160 Greenhouses Set Up on Reclaimed Bauxite Lands
Some 160 greenhouses have been established on mined-out bauxite lands in St. Ann, Manchester, Clarendon, and St. Elizabeth at a cost of approximately $240 million.
Executive Director of the Jamaica Bauxite Institute (JBI), Parris Lyew-Ayee, said the greenhouses, which are under vegetable cultivation, are providing earnings of up to $3 million annually for the farmers.
He informed that marketing arrangements are made with hotels, supermarkets and other buyers, who pay market price for the “high-quality produce”.
The greenhouse project is part of the JBI’s Bauxite Community Development Programme (BCDP), aimed at promoting agricultural activity on reclaimed bauxite lands.
Mined-out pits are reconfigured and sealed to become catchment ponds for rainwater, which is transmitted to holding tanks by solar-powered pumps. Clusters of greenhouses are built around the ponds by farmers of prime vegetable crops, which are watered by drip irrigation from the holding tanks.

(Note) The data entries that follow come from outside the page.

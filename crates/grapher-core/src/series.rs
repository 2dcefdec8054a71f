// File: crates/grapher-core/src/series.rs
// Summary: Series model for line, bar, and scatter data plus per-series styling.

use std::fmt;
use std::str::FromStr;

use serde::{Deserialize, Serialize};
use skia_safe as skia;

use crate::error::GrapherError;
use crate::style::{LineStyle, Marker};

#[derive(Clone, Copy, Debug, Default, PartialEq, Eq, Hash, Serialize, Deserialize)]
#[serde(try_from = "String", into = "String")]
pub enum SeriesType {
    #[default]
    Line,
    Bar,
    Scatter,
}

impl SeriesType {
    pub const ALL: [SeriesType; 3] = [SeriesType::Line, SeriesType::Bar, SeriesType::Scatter];

    pub fn name(self) -> &'static str {
        match self {
            SeriesType::Line => "line",
            SeriesType::Bar => "bar",
            SeriesType::Scatter => "scatter",
        }
    }
}

impl FromStr for SeriesType {
    type Err = GrapherError;

    fn from_str(s: &str) -> Result<Self, Self::Err> {
        let wanted = s.trim();
        SeriesType::ALL
            .into_iter()
            .find(|t| t.name().eq_ignore_ascii_case(wanted))
            .ok_or_else(|| GrapherError::UnsupportedGraphType(s.to_string()))
    }
}

impl TryFrom<String> for SeriesType {
    type Error = GrapherError;
    fn try_from(s: String) -> Result<Self, Self::Error> { s.parse() }
}

impl From<SeriesType> for String {
    fn from(t: SeriesType) -> Self { t.name().to_string() }
}

impl fmt::Display for SeriesType {
    fn fmt(&self, f: &mut fmt::Formatter<'_>) -> fmt::Result { f.write_str(self.name()) }
}

#[derive(Clone, Copy, Debug, PartialEq)]
pub struct SeriesStyle {
    pub color: skia::Color,
    pub line_style: Option<LineStyle>,
    pub marker: Option<Marker>,
    pub line_width: f32,
    pub marker_size: f32,
    /// 0.0..=1.0, multiplied into the color alpha.
    pub alpha: f32,
}

impl Default for SeriesStyle {
    fn default() -> Self {
        Self {
            color: skia::Color::from_argb(255, 0x1f, 0x77, 0xb4),
            line_style: Some(LineStyle::Solid),
            marker: None,
            line_width: 2.0,
            marker_size: 6.0,
            alpha: 1.0,
        }
    }
}

impl SeriesStyle {
    pub fn paint_color(&self) -> skia::Color {
        let a = (self.color.a() as f32 * self.alpha.clamp(0.0, 1.0)).round() as u8;
        self.color.with_a(a)
    }
}

#[derive(Clone, Debug)]
pub struct Series {
    pub series_type: SeriesType,
    pub label: String,
    pub data_xy: Vec<(f64, f64)>,
    pub style: SeriesStyle,
    /// Bar width in x data units; only read for bars.
    pub bar_width: f64,
}

impl Series {
    pub fn with_data(series_type: SeriesType, data: Vec<(f64, f64)>) -> Self {
        Self {
            series_type,
            label: String::new(),
            data_xy: data,
            style: SeriesStyle::default(),
            bar_width: 0.8,
        }
    }

    pub fn with_label(mut self, label: impl Into<String>) -> Self {
        self.label = label.into();
        self
    }

    pub fn with_style(mut self, style: SeriesStyle) -> Self {
        self.style = style;
        self
    }

    pub fn with_bar_width(mut self, width: f64) -> Self {
        self.bar_width = width;
        self
    }

    pub fn is_empty(&self) -> bool { self.data_xy.is_empty() }

    /// Finite-point extents as `(x_min, x_max, y_min, y_max)`.
    pub fn extents(&self) -> Option<(f64, f64, f64, f64)> {
        let mut it = self.data_xy.iter().filter(|(x, y)| x.is_finite() && y.is_finite());
        let &(x0, y0) = it.next()?;
        Some(it.fold((x0, x0, y0, y0), |(xl, xh, yl, yh), &(x, y)| {
            (xl.min(x), xh.max(x), yl.min(y), yh.max(y))
        }))
    }
}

The initiative is supported by the Jamaica Social Investment Fund (JSIF) and also has input from the bauxite companies.
Mr. Lyew-Ayee said the World Bank supported the project “and is returning to assist again, as it would like to use our project as an example of true sustainable development in a mining environment”.
He was speaking at the signing of a Memorandum of Understanding (MOU) between the JBI and Timeless Herbal Care for the growing of medicinal plants on mined-out bauxite lands, at the Ministry of Transport and Mining in Kingston on September 6.
Mr. Lyew-Ayee said the JBI is always looking for opportunities to assist the mining communities “to be able to have sustainable economic activities in a life after bauxite”.
He said the JBI, in addition to providing the lands for the project with Timeless, will also be giving all the technical assistance where possible, to “ensure that this venture is a successful one”.